| What this task involves |
Each entry needs to be retyped exactly, with nothing added or dropped.
**** Data supplied
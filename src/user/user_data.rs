use serde::{Deserialize, Serialize};

use crate::chat::ChatRole;
use crate::config::datatype::{Timestamp, UserId};

#[derive(Clone, Serialize, Deserialize, Debug)]
#[serde(rename_all = "camelCase")]
/** `UserInfo` 账号信息的数据类型
*/
pub struct UserInfo {
    pub user_id: UserId,
    pub user_name: String,
    pub role: ChatRole,
}

/** `Token` 客户端访问令牌的数据类型
*/
#[derive(Clone, Serialize, Deserialize, Debug)]
#[serde(rename_all = "camelCase")]
pub struct Token {
    pub token: String,
    pub timestamp: Timestamp,
}

/** `Caller` 经过令牌解析后的调用方身份
*/
#[derive(Clone, Copy, Debug, PartialEq)]
pub struct Caller {
    pub user_id: UserId,
    pub role: ChatRole,
}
********
| Answer space |
filename src/user/user_data.rs
use serde::{Deserialize, Serialize};

use crate::chat::ChatRole;
use crate::config::datatype::{Timestamp, UserId};

#[derive(Clone, Serialize, Deserialize, Debug)]
#[serde(rename_all = "camelCase")]
/** `UserInfo` 账号信息的数据类型
*/
pub struct UserInfo {
    pub user_id: UserId,
    pub user_name: String,
    pub role: ChatRole,
}

/** `Token` 客户端访问令牌的数据类型
*/
#[derive(Clone, Serialize, Deserialize, Debug)]
#[serde(rename_all = "camelCase")]
pub struct Token {
    pub token: String,
    pub timestamp: Timestamp,
}

/** `Caller` 经过令牌解析后的调用方身份
*/
#[derive(Clone, Copy, Debug, PartialEq)]
pub struct Caller {
    pub user_id: UserId,
    pub role: ChatRole,
}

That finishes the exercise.